Within the records below, reproduce without change the lines from the line that has "pub fn run()" through the line that has "let host = sp.config.host.clone();", and only those.

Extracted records
──────
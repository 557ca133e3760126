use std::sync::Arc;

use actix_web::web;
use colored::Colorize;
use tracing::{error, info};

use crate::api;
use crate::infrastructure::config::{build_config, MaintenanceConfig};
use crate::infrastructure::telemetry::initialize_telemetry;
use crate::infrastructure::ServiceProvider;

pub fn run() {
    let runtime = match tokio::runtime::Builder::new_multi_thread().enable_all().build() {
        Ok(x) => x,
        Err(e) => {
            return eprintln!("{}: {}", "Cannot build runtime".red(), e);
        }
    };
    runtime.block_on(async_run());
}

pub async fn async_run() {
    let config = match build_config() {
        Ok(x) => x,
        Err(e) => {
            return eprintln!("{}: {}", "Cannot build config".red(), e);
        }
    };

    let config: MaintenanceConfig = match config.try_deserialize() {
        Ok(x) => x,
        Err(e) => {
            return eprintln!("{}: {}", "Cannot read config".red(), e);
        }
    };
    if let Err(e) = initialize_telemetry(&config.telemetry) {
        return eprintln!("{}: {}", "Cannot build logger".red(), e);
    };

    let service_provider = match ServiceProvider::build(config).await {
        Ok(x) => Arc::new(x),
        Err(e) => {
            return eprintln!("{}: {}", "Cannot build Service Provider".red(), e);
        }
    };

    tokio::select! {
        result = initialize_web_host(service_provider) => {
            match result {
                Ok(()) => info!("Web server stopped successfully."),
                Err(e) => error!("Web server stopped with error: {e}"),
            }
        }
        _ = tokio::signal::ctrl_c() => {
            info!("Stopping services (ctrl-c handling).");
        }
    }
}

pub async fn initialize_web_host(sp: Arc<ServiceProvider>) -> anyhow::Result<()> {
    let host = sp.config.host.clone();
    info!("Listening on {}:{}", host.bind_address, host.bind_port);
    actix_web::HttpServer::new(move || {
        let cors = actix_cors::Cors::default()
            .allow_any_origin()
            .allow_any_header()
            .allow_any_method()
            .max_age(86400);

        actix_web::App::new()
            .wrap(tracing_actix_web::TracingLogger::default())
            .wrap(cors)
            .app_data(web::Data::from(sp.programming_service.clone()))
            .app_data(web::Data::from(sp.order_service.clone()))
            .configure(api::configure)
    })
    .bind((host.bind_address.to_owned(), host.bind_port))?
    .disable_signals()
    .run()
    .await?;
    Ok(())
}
──────
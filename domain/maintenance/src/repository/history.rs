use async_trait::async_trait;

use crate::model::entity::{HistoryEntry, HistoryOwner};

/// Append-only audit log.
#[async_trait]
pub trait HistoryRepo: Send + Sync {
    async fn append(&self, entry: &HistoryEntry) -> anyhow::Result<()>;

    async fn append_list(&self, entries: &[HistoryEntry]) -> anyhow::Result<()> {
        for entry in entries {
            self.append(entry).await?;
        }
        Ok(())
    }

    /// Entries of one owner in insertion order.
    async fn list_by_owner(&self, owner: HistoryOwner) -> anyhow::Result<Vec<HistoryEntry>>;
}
──────
- **Answer section**:
pub fn run() {
    let runtime = match tokio::runtime::Builder::new_multi_thread().enable_all().build() {
        Ok(x) => x,
        Err(e) => {
            return eprintln!("{}: {}", "Cannot build runtime".red(), e);
        }
    };
    runtime.block_on(async_run());
}

pub async fn async_run() {
    let config = match build_config() {
        Ok(x) => x,
        Err(e) => {
            return eprintln!("{}: {}", "Cannot build config".red(), e);
        }
    };

    let config: MaintenanceConfig = match config.try_deserialize() {
        Ok(x) => x,
        Err(e) => {
            return eprintln!("{}: {}", "Cannot read config".red(), e);
        }
    };
    if let Err(e) = initialize_telemetry(&config.telemetry) {
        return eprintln!("{}: {}", "Cannot build logger".red(), e);
    };

    let service_provider = match ServiceProvider::build(config).await {
        Ok(x) => Arc::new(x),
        Err(e) => {
            return eprintln!("{}: {}", "Cannot build Service Provider".red(), e);
        }
    };

    tokio::select! {
        result = initialize_web_host(service_provider) => {
            match result {
                Ok(()) => info!("Web server stopped successfully."),
                Err(e) => error!("Web server stopped with error: {e}"),
            }
        }
        _ = tokio::signal::ctrl_c() => {
            info!("Stopping services (ctrl-c handling).");
        }
    }
}

pub async fn initialize_web_host(sp: Arc<ServiceProvider>) -> anyhow::Result<()> {
    let host = sp.config.host.clone();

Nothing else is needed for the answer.